RM: In talking about domesticity in one of your chapters, you speak very candidly about how feminism is often misunderstood as a radical position that puts constraints on choices. Do you think there is a gap between a perceived stance on feminism and real feminism? There is a certain dichotomy with which the professional and personal choices of women are viewed even by the most well-intentioned friends. I found your earnestness about freeing yourself from the constraints of 9-to-5 jobs, valorised motherhood and performative sex particularly meaningful in this context. What has been your strategy in bridging the gap between perceived feminism and real feminism?
LI: There is a significant gap, and it often shows up in how women’s choices are policed—especially by other well-meaning people.

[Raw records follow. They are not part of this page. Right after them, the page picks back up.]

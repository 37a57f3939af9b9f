//! Builds the two outputs of a run from the final [`AlignmentContext`] state.
//!
//! The auto-mapping result replaces relocated boxes by real OCR geometry where
//! the evidence is strong enough and tags everything else as unmatched. The
//! matched-manual view keeps the template annotations themselves, restricted
//! to what some stage actually anchored.

use crate::domain::annotation::{Annotation, AnnotationDocument, AnnotationId, AnnotationKind};
use crate::domain::words::Word;
use crate::kvmap::context::{AlignmentContext, MatchStage, TemplateEntry};
use crate::kvmap::result::{AlignmentResult, AlignmentStats, RelocatedAnnotation};
use crate::processors::geometry::BoundingBox;

/// Assembles the full result of a run.
pub fn assemble(ctx: &AlignmentContext<'_>) -> AlignmentResult {
    let annotations = auto_mapping(ctx);
    let stats = collect_stats(ctx, &annotations);

    let mut document = AnnotationDocument::new(ctx.template.image.clone(), annotations);
    document.width = ctx.template.width;
    document.height = ctx.template.height;

    AlignmentResult {
        document,
        matched_manual: matched_manual(ctx),
        stats,
        candidates: ctx.candidates.clone(),
    }
}

fn output_id(prefix: &str, id: &AnnotationId, line: Option<usize>) -> AnnotationId {
    match line {
        Some(n) => AnnotationId::new(format!("{prefix}_{id}_{n}")),
        None => AnnotationId::new(format!("{prefix}_{id}")),
    }
}

fn output_annotation(
    id: AnnotationId,
    kind: AnnotationKind,
    bbox: BoundingBox,
    text: Option<String>,
    matched: bool,
) -> Annotation {
    let mut annotation = Annotation::new(id, kind, bbox).with_matched(matched);
    annotation.text = text;
    annotation
}

/// Fresh annotation list: KEYs, then VALUEs, then ETCs, each in template order.
pub fn auto_mapping(ctx: &AlignmentContext<'_>) -> Vec<Annotation> {
    let mut out = Vec::with_capacity(ctx.keys.len() + ctx.values.len() + ctx.etcs.len());

    for key in &ctx.keys {
        out.push(refine_key(ctx, key));
    }
    for value_pos in 0..ctx.values.len() {
        out.extend(refine_value(ctx, value_pos));
    }
    for (etc_pos, etc) in ctx.etcs.iter().enumerate() {
        let id = output_id("auto_etc", &etc.annotation.id, None);
        let annotation = match ctx.etc_placements[etc_pos] {
            Some(placement) => output_annotation(
                id,
                AnnotationKind::Etc,
                placement.bbox,
                etc.annotation.text.clone(),
                true,
            ),
            None => output_annotation(
                id,
                AnnotationKind::Etc,
                etc.original,
                etc.annotation.text.clone(),
                false,
            ),
        };
        out.push(annotation);
    }
    out
}

/// Replaces the relocated KEY box by the best-overlapping generic word.
fn refine_key(ctx: &AlignmentContext<'_>, key: &TemplateEntry<'_>) -> Annotation {
    let relocated = ctx.current_box(key);
    let threshold = ctx.config.key_refine_iou;

    let mut best: Option<(f32, &Word)> = None;
    for word in ctx.generic_words {
        let iou = word.bbox.iou(&relocated);
        if iou < threshold {
            continue;
        }
        if best.is_none_or(|(best_iou, _)| iou > best_iou) {
            best = Some((iou, word));
        }
    }

    let (bbox, matched) = match best {
        Some((_, word)) if word.bbox.width() > relocated.width() => {
            (word.bbox.clip_x(relocated.x1, relocated.x2), true)
        }
        Some((_, word)) => (word.bbox, true),
        None => (relocated, false),
    };

    output_annotation(
        output_id("auto_key", &key.annotation.id, None),
        AnnotationKind::Key,
        bbox,
        key.annotation.text.clone(),
        matched,
    )
    .with_key_id(key.annotation.link_id().clone())
}

/// Collects domain words inside the relocated VALUE box, one record per line.
fn refine_value(ctx: &AlignmentContext<'_>, value_pos: usize) -> Vec<Annotation> {
    let value = &ctx.values[value_pos];
    let template = value.annotation;
    let finish = |annotation: Annotation| match template.key_id.clone() {
        Some(key_id) => annotation.with_key_id(key_id),
        None => annotation,
    };

    if ctx.value_owners[value_pos].is_empty() {
        tracing::debug!(value = %template.id, "VALUE has no KEY; emitted unrefined");
        return vec![finish(
            output_annotation(
                output_id("auto_value", &template.id, None),
                AnnotationKind::Value,
                value.original,
                template.text.clone(),
                false,
            )
            .with_order(1),
        )];
    }

    let relocated = ctx.current_box(value);
    let ratio = ctx.config.value_overlap_ratio;
    let inside: Vec<&Word> = ctx
        .domain_words
        .iter()
        .filter(|word| word.bbox.ioa(&relocated) >= ratio)
        .collect();

    let lines = ctx.merger.split_into_lines(&inside);
    if lines.is_empty() {
        return vec![finish(
            output_annotation(
                output_id("auto_value", &template.id, None),
                AnnotationKind::Value,
                relocated,
                template.text.clone(),
                false,
            )
            .with_order(1),
        )];
    }

    let numbered = lines.len() > 1;
    lines
        .into_iter()
        .enumerate()
        .map(|(i, line)| {
            let n = i + 1;
            let id = output_id("auto_value", &template.id, numbered.then_some(n));
            finish(
                output_annotation(id, AnnotationKind::Value, line.bbox, Some(line.text), true)
                    .with_order(n as u32),
            )
        })
        .collect()
}

/// Template annotations of matched KEYs, their VALUEs and matched ETCs.
pub fn matched_manual(ctx: &AlignmentContext<'_>) -> Vec<RelocatedAnnotation> {
    let relocate = |entry: &TemplateEntry<'_>, bbox: BoundingBox| {
        let mut annotation = entry.annotation.clone();
        annotation.bbox = Some(bbox);
        let (dx, dy) = ctx.deltas.get(entry.slot);
        (annotation, entry.original, [dx, dy])
    };

    let mut out = Vec::new();
    for (key_pos, key) in ctx.keys.iter().enumerate() {
        let Some(stage) = ctx.key_stage(key_pos) else {
            continue;
        };
        let (annotation, moved_from, delta) = relocate(key, ctx.current_box(key));
        out.push(RelocatedAnnotation {
            annotation,
            moved_from,
            delta,
            stage: Some(stage),
        });
    }
    for (value_pos, value) in ctx.values.iter().enumerate() {
        let Some((_, stage)) = ctx.matched_owner(value_pos) else {
            continue;
        };
        let (annotation, moved_from, delta) = relocate(value, ctx.current_box(value));
        out.push(RelocatedAnnotation {
            annotation,
            moved_from,
            delta,
            stage: Some(stage),
        });
    }
    for (etc_pos, etc) in ctx.etcs.iter().enumerate() {
        let Some(placement) = ctx.etc_placements[etc_pos] else {
            continue;
        };
        let (annotation, moved_from, delta) = relocate(etc, placement.bbox);
        out.push(RelocatedAnnotation {
            annotation,
            moved_from,
            delta,
            stage: None,
        });
    }
    out
}

fn collect_stats(ctx: &AlignmentContext<'_>, annotations: &[Annotation]) -> AlignmentStats {
    let mut stats = AlignmentStats {
        generic_words: ctx.generic_words.len(),
        domain_words: ctx.domain_words.len(),
        value_spans: ctx.candidates.value_spans.len(),
        candidate_keys: ctx.candidates.key_words.len(),
        keys_total: ctx.keys.len(),
        values_total: ctx.values.len(),
        etcs_total: ctx.etcs.len(),
        ..AlignmentStats::default()
    };

    for key_pos in 0..ctx.keys.len() {
        match ctx.key_stage(key_pos) {
            Some(MatchStage::TextAnchor) => stats.keys_text_anchored += 1,
            Some(MatchStage::ValueAnchor) => stats.keys_value_anchored += 1,
            None => stats.keys_unmatched += 1,
        }
    }
    stats.keys_refined = ctx.key_refined.iter().filter(|refined| **refined).count();
    stats.etcs_matched = ctx.etc_placements.iter().flatten().count();

    for annotation in annotations.iter().filter(|a| a.kind == AnnotationKind::Value) {
        if annotation.matched == Some(true) {
            stats.value_lines += 1;
        } else {
            stats.values_unmatched += 1;
        }
    }
    stats
}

Real feminism, for me, is not about prescribing correct choices but about expanding the space in which choices can be made without punishment or moral hierarchy.
My strategy, if I can call it that, has been to live my contradictions openly. To step away from the 9-to-5 without romanticising precarity, to question valorised motherhood without rejecting care, to opt out of performative sexuality without shaming desire. Bridging the gap has meant refusing to explain myself endlessly and trusting that coherence doesn’t have to look tidy from the outside.
RM: In talking of your conflicted relationship with your body and your loving acceptance of your “wobbly bits”, you take us on a journey most women traverse every day from a locus of desire. What has been your greatest tool in disassociating yourself from the societal gaze and the preparedness for that gaze?
LI: Time, mostly. And fatigue. Walking inward reintroduced me to parts of myself that I would choose any day over sterile company. At some point, the effort required to constantly monitor and manage the gaze becomes unsustainable. I grew tired of rehearsing myself for visibility. Accepting my body didn’t come from self-love affirmations but from a quieter truce—this is the body that has carried me through, and I no longer wish to be at war with it.
RM: Bell Hooks says sisterhood is power and you have often fallen back on your female friends for advice, support and a general good time like most of us do. You also talk about various kinds of friendships and how they need to be nurtured or forsaken with time. Writing is essentially a solitary activity and you talk of the necessity for ‘aloneness’ for summoning your truest self. Alongside, writing also flourishes in and sometimes necessitates a community. As a private person how have you balanced this tightrope? Also, why do you think as a culture we are so afraid or suspicious of the need for ‘aloneness’?
LI: I’ve learned that aloneness and community are not opposites—they are interdependent. Writing requires solitude, but living well requires chosen kinship. I rely deeply on my female friendships, even when I retreat from them temporarily. The balance lies in honesty—being clear about when I need company and when I need quiet.
As a culture, we are suspicious of aloneness because it resists consumption and control. Aloneness is often mistaken for loneliness, when in fact it can be a deeply generative, stabilising state. For me, it has been essential—not as withdrawal, but as grounding. A woman living by herself, mostly content and thriving is unpalatable to many.